[Saved data entries]
══════

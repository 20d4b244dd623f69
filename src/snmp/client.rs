//! Single-value and subtree queries against one agent

use async_snmp::{Oid, Value, VarBind};
use log::{debug, warn};
use serde::{Deserialize, Serialize};
use std::sync::Arc;
use std::time::Duration;

use super::errors::{Result, SnmpError};
use super::mib;
use super::session::{AgentSession, SnmpSession, Version};
use super::values::ValueExt;
use crate::models::DeviceDescriptor;

#[derive(Debug, Clone, Copy, PartialEq, Eq)]
enum Operation {
    Get,
    GetNext,
}

/// Opt-in retry for transport failures. The default performs no retries:
/// every `get` and every `walk` step is exactly one request.
#[derive(Debug, Clone, Copy, PartialEq, Eq, Serialize, Deserialize)]
#[serde(default)]
pub struct RetryPolicy {
    pub max_retries: u32,
    /// Base delay, doubled after each failed attempt
    #[serde(with = "millis")]
    pub backoff: Duration,
}

impl Default for RetryPolicy {
    fn default() -> Self {
        Self {
            max_retries: 0,
            backoff: Duration::from_millis(200),
        }
    }
}

impl RetryPolicy {
    pub fn none() -> Self {
        Self::default()
    }

    pub fn delay_for(&self, attempt: u32) -> Duration {
        self.backoff.saturating_mul(1u32 << attempt.min(16))
    }
}

mod millis {
    use serde::{Deserialize, Deserializer, Serializer};
    use std::time::Duration;

    pub fn serialize<S: Serializer>(value: &Duration, serializer: S) -> Result<S::Ok, S::Error> {
        serializer.serialize_u64(value.as_millis() as u64)
    }

    pub fn deserialize<'de, D: Deserializer<'de>>(deserializer: D) -> Result<Duration, D::Error> {
        u64::deserialize(deserializer).map(Duration::from_millis)
    }
}

/// Query client bound to one agent
#[derive(Clone)]
pub struct SnmpClient {
    session: Arc<dyn SnmpSession>,
    retry: RetryPolicy,
}

impl std::fmt::Debug for SnmpClient {
    fn fmt(&self, f: &mut std::fmt::Formatter<'_>) -> std::fmt::Result {
        f.debug_struct("SnmpClient")
            .field("target", &self.session.target())
            .field("retry", &self.retry)
            .finish()
    }
}

impl SnmpClient {
    pub fn new(session: Arc<dyn SnmpSession>) -> Self {
        Self {
            session,
            retry: RetryPolicy::none(),
        }
    }

    pub fn with_retry(mut self, retry: RetryPolicy) -> Self {
        self.retry = retry;
        self
    }

    pub fn target(&self) -> String {
        self.session.target()
    }

    async fn request(&self, operation: Operation, oid: &Oid) -> Result<VarBind> {
        let mut attempt = 0;
        loop {
            let outcome = match operation {
                Operation::Get => self.session.get(oid).await,
                Operation::GetNext => self.session.get_next(oid).await,
            };
            match outcome {
                Ok(varbind) => return Ok(varbind),
                Err(e) if e.is_transport() && attempt < self.retry.max_retries => {
                    let delay = self.retry.delay_for(attempt);
                    warn!(
                        "{:?} {} on {} failed (attempt {}/{}) - retrying in {}ms: {}",
                        operation,
                        oid,
                        self.session.target(),
                        attempt + 1,
                        self.retry.max_retries + 1,
                        delay.as_millis(),
                        e
                    );
                    tokio::time::sleep(delay).await;
                    attempt += 1;
                }
                Err(e) => return Err(e),
            }
        }
    }

    /// Single-value query that distinguishes "unreachable" (`Err`) from
    /// "answered without a value" (`Ok(None)`)
    pub async fn try_get(&self, oid: &Oid) -> Result<Option<Value>> {
        match self.request(Operation::Get, oid).await {
            Ok(varbind) => Ok(Some(varbind.value).filter(|value| !value.is_absent())),
            Err(e) if e.is_transport() => Err(e),
            Err(e) => {
                debug!("GET {} on {} answered with an error: {}", oid, self.session.target(), e);
                Ok(None)
            }
        }
    }

    /// Single-value query; any failure reads as "value unavailable now"
    pub async fn get(&self, oid: &Oid) -> Option<Value> {
        match self.try_get(oid).await {
            Ok(value) => value,
            Err(e) => {
                debug!("GET {} on {} failed: {}", oid, self.session.target(), e);
                None
            }
        }
    }

    /// [`get`](Self::get) rendered as text
    pub async fn get_string(&self, oid: &Oid) -> Option<String> {
        self.get(oid).await.map(|value| value.pretty())
    }

    /// Subtree walk; a transport failure yields whatever was collected before it
    pub async fn walk(&self, base: &Oid) -> Vec<(Oid, Value)> {
        let (entries, error) = self.walk_collect(base).await;
        if let Some(e) = error {
            debug!(
                "Walk of {} on {} stopped after {} entries: {}",
                base,
                self.session.target(),
                entries.len(),
                e
            );
        }
        entries
    }

    /// Subtree walk that reports a transport failure instead of a partial result
    pub async fn try_walk(&self, base: &Oid) -> Result<Vec<(Oid, Value)>> {
        match self.walk_collect(base).await {
            (entries, None) => Ok(entries),
            (_, Some(e)) => Err(e),
        }
    }

    async fn walk_collect(&self, base: &Oid) -> (Vec<(Oid, Value)>, Option<SnmpError>) {
        let mut entries = Vec::new();
        let mut anchor = base.clone();

        loop {
            let varbind = match self.request(Operation::GetNext, &anchor).await {
                Ok(varbind) => varbind,
                Err(e) if e.is_transport() => return (entries, Some(e)),
                // v1 agents report the end of the MIB as noSuchName
                Err(e) => {
                    debug!("Walk of {} on {} ended by the agent: {}", base, self.session.target(), e);
                    return (entries, None);
                }
            };

            if varbind.value.is_absent() || !mib::within(&varbind.oid, base) {
                return (entries, None);
            }
            if varbind.oid.arcs() <= anchor.arcs() {
                warn!(
                    "Agent {} returned non-increasing oid {} after {} - ending walk of {}",
                    self.session.target(),
                    varbind.oid,
                    anchor,
                    base
                );
                return (entries, None);
            }
            anchor = varbind.oid.clone();
            entries.push((varbind.oid, varbind.value));
        }
    }
}

/// Builds clients for inventory devices and for neighbors met during discovery
pub trait Connector: Send + Sync {
    fn connect(&self, device: &DeviceDescriptor) -> SnmpClient;
}

/// Session options shared by every agent client
#[derive(Debug, Clone, Copy, PartialEq, Eq)]
pub struct SessionOptions {
    pub version: Version,
    pub timeout: Duration,
    pub retry: RetryPolicy,
}

impl Default for SessionOptions {
    fn default() -> Self {
        Self {
            version: Version::V2c,
            timeout: Duration::from_secs(2),
            retry: RetryPolicy::none(),
        }
    }
}

#[derive(Debug, Clone, Default)]
pub struct UdpConnector {
    options: SessionOptions,
}

impl UdpConnector {
    pub fn new(options: SessionOptions) -> Self {
        Self { options }
    }
}

impl Connector for UdpConnector {
    fn connect(&self, device: &DeviceDescriptor) -> SnmpClient {
        let session = AgentSession::new(
            &device.address,
            device.port,
            device.community.clone(),
            self.options.version,
            self.options.timeout,
        );
        SnmpClient::new(Arc::new(session)).with_retry(self.options.retry)
    }
}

══════

## PROBLEM
Lines in the data holding the word "match": count them and say how many, nothing more.

## WRITTEN RESPONSE
6